A while back, I heard a comedian who had a routine about what happens when you die. Unfortunately, I don’t recall the comedian’s name, which is a shame, because I’d love to give him credit for inspiring this article. (If you know the routine or the comedian, please feel free to leave his name in the comments).

The joke goes like this: “…people ask, ‘what happens when we die?’ I’ll tell you what happens, everything happens — the garbage man still comes; traffic still builds up on the interstate; leaves fall in Autumn and sprout back in Spring; the sun rises in the East and sets in the West — everything happens when you die.”

I am only recently sober, and by no means an expert on sobriety, but I do believe my observations in my early days of not drinking will be helpful to me in my later days (and hopefully helpful for you, the reader).

I’ve been sober for a week — that’s 7 days in a row, including a Friday and a Saturday, something I thought impossible just 8 days ago. Not overly impressive, unless you consider that for the last 20 years my alcoholism had progressed to the point where I was drinking every day, with a complete inability to stop. Through that lens, 7 days looks like a lifetime.

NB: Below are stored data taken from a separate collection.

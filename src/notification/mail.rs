//! 邮件通知渠道
//!
//! 通过配置的 SMTP 中继发送纯文本邮件

use crate::config::MailConfig;
use crate::error::NotificationError;
use crate::notification::sender::{NotificationEvent, Notifier};
use crate::notification::template::{format_mail_body, format_title};
use async_trait::async_trait;
use lettre::message::header::ContentType;
use lettre::message::Mailbox;
use lettre::{AsyncSmtpTransport, AsyncTransport, Message, Tokio1Executor};
use tracing::info;

/// SMTP 默认端口
const DEFAULT_SMTP_PORT: u16 = 25;

/// 邮件发送器
pub struct MailNotifier {
    from: Mailbox,
    to: Mailbox,
    transport: AsyncSmtpTransport<Tokio1Executor>,
}

impl MailNotifier {
    /// 创建邮件发送器
    ///
    /// `server` 可写作 `host` 或 `host:port`。
    pub fn new(config: &MailConfig) -> Result<Self, NotificationError> {
        let from = config
            .from
            .parse::<Mailbox>()
            .map_err(|e| NotificationError::NotConfigured(format!("mail.from: {e}")))?;
        let to = config
            .to
            .parse::<Mailbox>()
            .map_err(|e| NotificationError::NotConfigured(format!("mail.to: {e}")))?;

        let (host, port) = split_server(&config.server)?;
        let transport = AsyncSmtpTransport::<Tokio1Executor>::builder_dangerous(host)
            .port(port)
            .build();

        Ok(Self {
            from,
            to,
            transport,
        })
    }

    fn build_message(&self, event: &NotificationEvent) -> Result<Message, NotificationError> {
        Message::builder()
            .from(self.from.clone())
            .to(self.to.clone())
            .subject(format_title(&event.machine, &event.check))
            .header(ContentType::TEXT_PLAIN)
            .body(format_mail_body(event))
            .map_err(|e| NotificationError::delivery("mail", e))
    }
}

fn split_server(server: &str) -> Result<(&str, u16), NotificationError> {
    match server.rsplit_once(':') {
        Some((host, port)) => {
            let port = port
                .parse::<u16>()
                .map_err(|e| NotificationError::NotConfigured(format!("mail.server: {e}")))?;
            Ok((host, port))
        }
        None => Ok((server, DEFAULT_SMTP_PORT)),
    }
}

#[async_trait]
impl Notifier for MailNotifier {
    fn name(&self) -> &str {
        "mail"
    }

    async fn notify(&self, event: &NotificationEvent) -> Result<(), NotificationError> {
        let message = self.build_message(event)?;
        self.transport
            .send(message)
            .await
            .map_err(|e| NotificationError::delivery(self.name(), e))?;

        info!("Alert sent through email");
        Ok(())
    }
}
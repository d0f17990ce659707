//! 消息模板模块
//!
//! 各通知渠道的告警文本格式

use crate::notification::sender::NotificationEvent;

/// 短信正文的字节上限
pub const SMS_MAX_BYTES: usize = 156;

/// syslog/pushover 使用的单行告警
pub fn format_alert(event: &NotificationEvent) -> String {
    format!(
        "{}: {}!{} {}",
        event.time_check(),
        event.machine,
        event.check,
        event.message
    )
}

/// 推送和邮件标题
pub fn format_title(machine: &str, check: &str) -> String {
    format!("Alert from {}: {machine}!{check}", crate::APP_NAME)
}

/// 邮件正文
pub fn format_mail_body(event: &NotificationEvent) -> String {
    format!(
        "Hi,\nOn {}, we detected a change on {} for the check {}:\n\n{}\n\nYours truly,\n-- \n{}",
        event.time_check(),
        event.machine,
        event.check,
        event.message,
        crate::APP_NAME
    )
}

/// 生成精简的短信正文
///
/// 只保留时间中的 `HH:MM`，去掉主机名的域名后缀，
/// 并在字符边界处截断到 [`SMS_MAX_BYTES`]。
pub fn craft_sms(machine: &str, check: &str, message: &str, time_check: &str) -> String {
    let time = time_check
        .char_indices()
        .rev()
        .nth(4)
        .map(|(idx, _)| &time_check[idx..])
        .unwrap_or(time_check);
    let host = machine.split('.').next().unwrap_or(machine);

    let mut alert = format!("{time} {host}!{check} {message}");
    if alert.len() > SMS_MAX_BYTES {
        let mut end = SMS_MAX_BYTES;
        while !alert.is_char_boundary(end) {
            end -= 1;
        }
        alert.truncate(end);
    }
    alert
}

For this entire week, the sentiment from this joke has been running through my head. In some ways, becoming sober represents the death of a part of me. Drinking was like an old friend who’s not there anymore. An old friend who was destroying my life, but nonetheless, we had some good times together.

And what I can’t help but notice is, just like the joke, everything still happens now that I’m sober. The New York Mets game still comes on; dinner still needs to be made; homework still needs to be checked. How about that! The world didn’t stop because I stopped drinking.

So when people ask me, “what happens when you get sober?” my response is, “everything happens when you get sober.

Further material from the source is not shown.